INPUT FOR THIS TASK:
//! Shared test utilities used across the frustration crates.

pub mod proptest_profile;
pub mod tracing;
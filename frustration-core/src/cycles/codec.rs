//! Conversion between vertex walks and canonical edge sets.

use std::collections::BTreeMap;

use crate::{
    error::{CycleDefect, CycleError},
    graph::{Edge, VertexId},
};

use super::{CyclePath, EdgeSet};

/// Lists the canonical edges of `path` in walk order, one per consecutive
/// vertex pair including the pair that closes the loop.
///
/// # Examples
/// ```
/// use frustration_core::{CyclePath, VertexId, cycles::codec::path_to_edges};
///
/// let path = CyclePath::new(["c", "a", "b"].map(VertexId::new).to_vec())?;
/// let edges: Vec<String> = path_to_edges(&path).iter().map(ToString::to_string).collect();
/// assert_eq!(edges, ["a c", "a b", "b c"]);
/// # Ok::<(), frustration_core::CycleError>(())
/// ```
#[must_use]
pub fn path_to_edges(path: &CyclePath) -> Vec<Edge> {
    path.edges().collect()
}

/// Rebuilds the walk described by `edges`.
///
/// The walk starts at the smallest vertex identifier, steps to that vertex's
/// smaller neighbour, and then always continues to the neighbour it did not
/// arrive from. The output is therefore fully determined by the set.
///
/// # Errors
/// Returns [`CycleError::EmptyCycle`] for an empty set, and
/// [`CycleError::NonSimpleCycle`] when a vertex does not have exactly two
/// incident edges or the edges form more than one loop.
///
/// # Examples
/// ```
/// use frustration_core::{CyclePath, EdgeSet, VertexId, cycles::codec::edges_to_path};
///
/// let walk = CyclePath::new(["d", "b", "c", "a"].map(VertexId::new).to_vec())?;
/// let decoded = edges_to_path(&EdgeSet::from_path(&walk))?;
/// let names: Vec<&str> = decoded.vertices().iter().map(VertexId::as_str).collect();
/// assert_eq!(names, ["a", "c", "b", "d"]);
/// # Ok::<(), frustration_core::CycleError>(())
/// ```
pub fn edges_to_path(edges: &EdgeSet) -> Result<CyclePath, CycleError> {
    let mut incident: BTreeMap<&VertexId, Vec<&VertexId>> = BTreeMap::new();
    for edge in edges {
        incident.entry(edge.low()).or_default().push(edge.high());
        incident.entry(edge.high()).or_default().push(edge.low());
    }

    let mut neighbours: BTreeMap<&VertexId, [&VertexId; 2]> = BTreeMap::new();
    for (vertex, adjacent) in incident {
        let &[first, second] = adjacent.as_slice() else {
            return Err(CycleError::NonSimpleCycle {
                defect: CycleDefect::DegreeMismatch {
                    vertex: vertex.clone(),
                    degree: adjacent.len(),
                },
            });
        };
        neighbours.insert(vertex, [first, second]);
    }

    let Some((&start, &[first, second])) = neighbours.first_key_value() else {
        return Err(CycleError::EmptyCycle);
    };

    let mut walk = vec![start.clone()];
    let mut previous = start;
    let mut current = first.min(second);
    while current != start && walk.len() < neighbours.len() {
        walk.push(current.clone());
        let Some(&[left, right]) = neighbours.get(current) else {
            break;
        };
        let next = if left == previous { right } else { left };
        previous = current;
        current = next;
    }

    if walk.len() != neighbours.len() || current != start {
        return Err(CycleError::NonSimpleCycle {
            defect: CycleDefect::DisjointLoops {
                covered: walk.len(),
                total: neighbours.len(),
            },
        });
    }
    Ok(CyclePath::from_walk(walk))
}
//! Benchmark setup error type.
//!
//! Aggregates the errors that may arise while preparing benchmark inputs so
//! setup functions can propagate failures with `?` instead of `.expect()`.

use frustration_core::FrustrationError;

use crate::lattice::LatticeError;

/// Errors that may occur during benchmark setup.
#[derive(Debug, thiserror::Error)]
pub enum BenchSetupError {
    /// Lattice generation failed.
    #[error("lattice generation failed: {0}")]
    Lattice(#[from] LatticeError),
    /// Analyzer configuration or analysis failed.
    #[error("frustration analysis failed: {0}")]
    Frustration(#[from] FrustrationError),
    /// A zero value was passed where a non-zero integer was required.
    #[error("expected a non-zero value for {context}")]
    ZeroValue {
        /// A description of the parameter that was unexpectedly zero.
        context: &'static str,
    },
}
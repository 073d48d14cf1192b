use frustration_core::{Edge, IsingGraph, VertexId};


pub(crate) fn coupler(graph: &IsingGraph, left: &str, right: &str) -> f64 {
    let edge = Edge::new(VertexId::new(left), VertexId::new(right)).expect("endpoints must differ");
    graph.coupler(&edge)
}
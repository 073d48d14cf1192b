//! Fundamental cycle extraction over a spanning forest.
//!
//! A forest has exactly one simple path between any two vertices of the same
//! tree, so the basic cycle closed by a non-tree edge `(u, v)` is that path
//! from `u` to `v` plus the edge itself. The path search is an iterative
//! depth-first walk with an explicit stack, so deep trees cannot exhaust the
//! call stack.

use std::collections::{HashMap, HashSet};

use tracing::{debug, instrument};

use crate::{
    error::CycleError,
    graph::{Edge, VertexId},
    spanning::EdgePartition,
};

use super::CyclePath;

type Adjacency<'a> = HashMap<&'a VertexId, Vec<&'a VertexId>>;

/// Builds one basic cycle per non-tree edge of `partition`, in the order the
/// non-tree edges were discovered.
///
/// # Errors
/// Returns [`CycleError::MissingTreePath`] if the forest does not connect the
/// endpoints of a non-tree edge. A partition produced by
/// [`crate::partition_edges`] always connects them.
///
/// # Examples
/// ```
/// use frustration_core::{
///     GraphBuilder, IterationOrder, cycles::basis::fundamental_cycles, partition_edges,
/// };
///
/// let mut builder = GraphBuilder::new();
/// builder
///     .add_coupler("a", "b", 1.0)?
///     .add_coupler("b", "c", 1.0)?
///     .add_coupler("c", "d", 1.0)?
///     .add_coupler("a", "d", 1.0)?;
/// let partition = partition_edges(&builder.build(), IterationOrder::Sorted);
/// let cycles = fundamental_cycles(&partition)?;
/// assert_eq!(cycles.len(), 1);
/// assert_eq!(cycles[0].len(), 4);
/// # Ok::<(), Box<dyn std::error::Error>>(())
/// ```
#[instrument(
    name = "core.fundamental_cycles",
    err,
    skip(partition),
    fields(tree_edges = partition.tree().len(), non_tree_edges = partition.non_tree().len()),
)]
pub fn fundamental_cycles(partition: &EdgePartition) -> Result<Vec<CyclePath>, CycleError> {
    let adjacency = tree_adjacency(partition.tree());
    let cycles = partition
        .non_tree()
        .iter()
        .map(|edge| {
            tree_path(&adjacency, edge.low(), edge.high())
                .map(CyclePath::from_walk)
                .ok_or_else(|| CycleError::MissingTreePath {
                    start: edge.low().clone(),
                    end: edge.high().clone(),
                })
        })
        .collect::<Result<Vec<_>, _>>()?;
    debug!(basic_cycles = cycles.len(), "fundamental cycles extracted");
    Ok(cycles)
}

fn tree_adjacency(tree: &[Edge]) -> Adjacency<'_> {
    let mut adjacency: Adjacency<'_> = HashMap::with_capacity(tree.len().saturating_add(1));
    for edge in tree {
        adjacency.entry(edge.low()).or_default().push(edge.high());
        adjacency.entry(edge.high()).or_default().push(edge.low());
    }
    adjacency
}

/// Finds the unique tree path from `start` to `goal`, both included.
fn tree_path(
    adjacency: &Adjacency<'_>,
    start: &VertexId,
    goal: &VertexId,
) -> Option<Vec<VertexId>> {
    let mut visited: HashSet<&VertexId> = HashSet::from([start]);
    // Each frame holds a vertex on the current path and the index of the next
    // neighbour to try from it.
    let mut stack: Vec<(&VertexId, usize)> = vec![(start, 0)];

    while let Some(&(vertex, cursor)) = stack.last() {
        if vertex == goal {
            return Some(stack.iter().map(|(step, _)| (*step).clone()).collect());
        }
        let next = adjacency
            .get(vertex)
            .and_then(|neighbours| neighbours.get(cursor))
            .copied();
        match next {
            Some(neighbour) => {
                if let Some(frame) = stack.last_mut() {
                    frame.1 = cursor.saturating_add(1);
                }
                if visited.insert(neighbour) {
                    stack.push((neighbour, 0));
                }
            }
            None => {
                stack.pop();
            }
        }
    }
    None
}

#[cfg(test)]
mod tests {
    use rstest::rstest;

    use crate::graph::{Edge, VertexId};

    use super::{tree_adjacency, tree_path};

    fn edge(left: &str, right: &str) -> Edge {
        Edge::new(VertexId::new(left), VertexId::new(right)).expect("endpoints must differ")
    }

    fn names(path: &[VertexId]) -> Vec<&str> {
        path.iter().map(VertexId::as_str).collect()
    }

    #[rstest]
    #[case::adjacent("a", "b", &["a", "b"])]
    #[case::through_hub("c", "e", &["c", "b", "d", "e"])]
    #[case::leaf_to_leaf("a", "e", &["a", "b", "d", "e"])]
    #[case::reverse("e", "a", &["e", "d", "b", "a"])]
    fn finds_unique_tree_path(#[case] from: &str, #[case] to: &str, #[case] expected: &[&str]) {
        // a - b - d - e with c hanging off b.
        let tree = [edge("a", "b"), edge("b", "c"), edge("b", "d"), edge("d", "e")];
        let adjacency = tree_adjacency(&tree);
        let path = tree_path(&adjacency, &VertexId::new(from), &VertexId::new(to))
            .expect("tree must connect the endpoints");
        assert_eq!(names(&path), expected);
    }

    #[test]
    fn reports_missing_path_across_trees() {
        let tree = [edge("a", "b"), edge("x", "y")];
        let adjacency = tree_adjacency(&tree);
        assert!(tree_path(&adjacency, &VertexId::new("a"), &VertexId::new("y")).is_none());
    }

    #[test]
    fn handles_deep_paths_without_recursion() {
        let names: Vec<String> = (0..20_000).map(|index| format!("v{index:05}")).collect();
        let tree: Vec<Edge> = names
            .windows(2)
            .map(|pair| match pair {
                [left, right] => edge(left, right),
                _ => unreachable!("windows(2) yields pairs"),
            })
            .collect();
        let adjacency = tree_adjacency(&tree);
        let start = VertexId::new(&names[0]);
        let goal = VertexId::new(&names[names.len() - 1]);
        let path = tree_path(&adjacency, &start, &goal).expect("chain must connect its ends");
        assert_eq!(path.len(), names.len());
    }
}
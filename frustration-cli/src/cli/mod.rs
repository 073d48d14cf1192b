//! Command-line interface for frustration analysis.
//!
//! The single `analyze` command reads a problem file in one of the supported
//! formats, runs the analyzer, and writes the tagged text report.

mod commands;
mod report;

pub use commands::{
    AnalyzeCommand, Cli, CliError, Command, ExecutionSummary, FormatArg, run_cli, write_report,
};
pub use report::render_report;

#[cfg(test)]
mod test_helpers;
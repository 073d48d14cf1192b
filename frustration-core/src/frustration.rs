//! Per-cycle frustration classification.
//!
//! A coupling is antiferromagnetic when it prefers its endpoints to take
//! opposite spins. Strong external fields on both endpoints override the
//! coupler: when both fields are stronger than the coupler, the coupling
//! counts as antiferromagnetic only if the fields pull in opposite
//! directions. A cycle with an odd number of antiferromagnetic couplings
//! cannot satisfy all of them at once and is frustrated.

use crate::{
    cycles::CyclePath,
    graph::{Edge, IsingGraph},
};

/// Decides whether a single coupling behaves antiferromagnetically.
///
/// # Examples
/// ```
/// use frustration_core::frustration::is_antiferromagnetic;
///
/// assert!(is_antiferromagnetic(1.0, 0.0, 0.0));
/// assert!(!is_antiferromagnetic(-1.0, 0.0, 0.0));
/// // Fields stronger than the coupler take over.
/// assert!(is_antiferromagnetic(-1.0, 2.0, -3.0));
/// assert!(!is_antiferromagnetic(1.0, 2.0, 3.0));
/// ```
#[must_use]
pub fn is_antiferromagnetic(coupler: f64, field_u: f64, field_v: f64) -> bool {
    let strength = coupler.abs();
    if field_u.abs() > strength && field_v.abs() > strength {
        (field_u > 0.0 && field_v < 0.0) || (field_u < 0.0 && field_v > 0.0)
    } else {
        coupler > 0.0
    }
}

/// Counts the antiferromagnetic couplings along `cycle`, closing edge
/// included. Missing couplers count as zero.
#[must_use]
pub fn antiferromagnetic_count(graph: &IsingGraph, cycle: &CyclePath) -> usize {
    cycle
        .edges()
        .filter(|edge| coupling_is_antiferromagnetic(graph, edge))
        .count()
}

/// Returns `true` when `cycle` has an odd number of antiferromagnetic
/// couplings.
///
/// # Examples
/// ```
/// use frustration_core::{CyclePath, GraphBuilder, VertexId, frustration::is_frustrated};
///
/// let mut builder = GraphBuilder::new();
/// builder
///     .add_coupler("a", "b", 1.0)?
///     .add_coupler("b", "c", -1.0)?
///     .add_coupler("a", "c", -1.0)?;
/// let graph = builder.build();
/// let cycle = CyclePath::new(["a", "b", "c"].map(VertexId::new).to_vec())?;
/// assert!(is_frustrated(&graph, &cycle));
/// # Ok::<(), Box<dyn std::error::Error>>(())
/// ```
#[must_use]
pub fn is_frustrated(graph: &IsingGraph, cycle: &CyclePath) -> bool {
    antiferromagnetic_count(graph, cycle) % 2 == 1
}

fn coupling_is_antiferromagnetic(graph: &IsingGraph, edge: &Edge) -> bool {
    is_antiferromagnetic(
        graph.coupler(edge),
        graph.field(edge.low().as_str()),
        graph.field(edge.high().as_str()),
    )
}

TASK TO COMPLETE:
Your answer must be one number: how many lines of the data contain "LatticeError".

REPLY TO THE EXERCISE:
2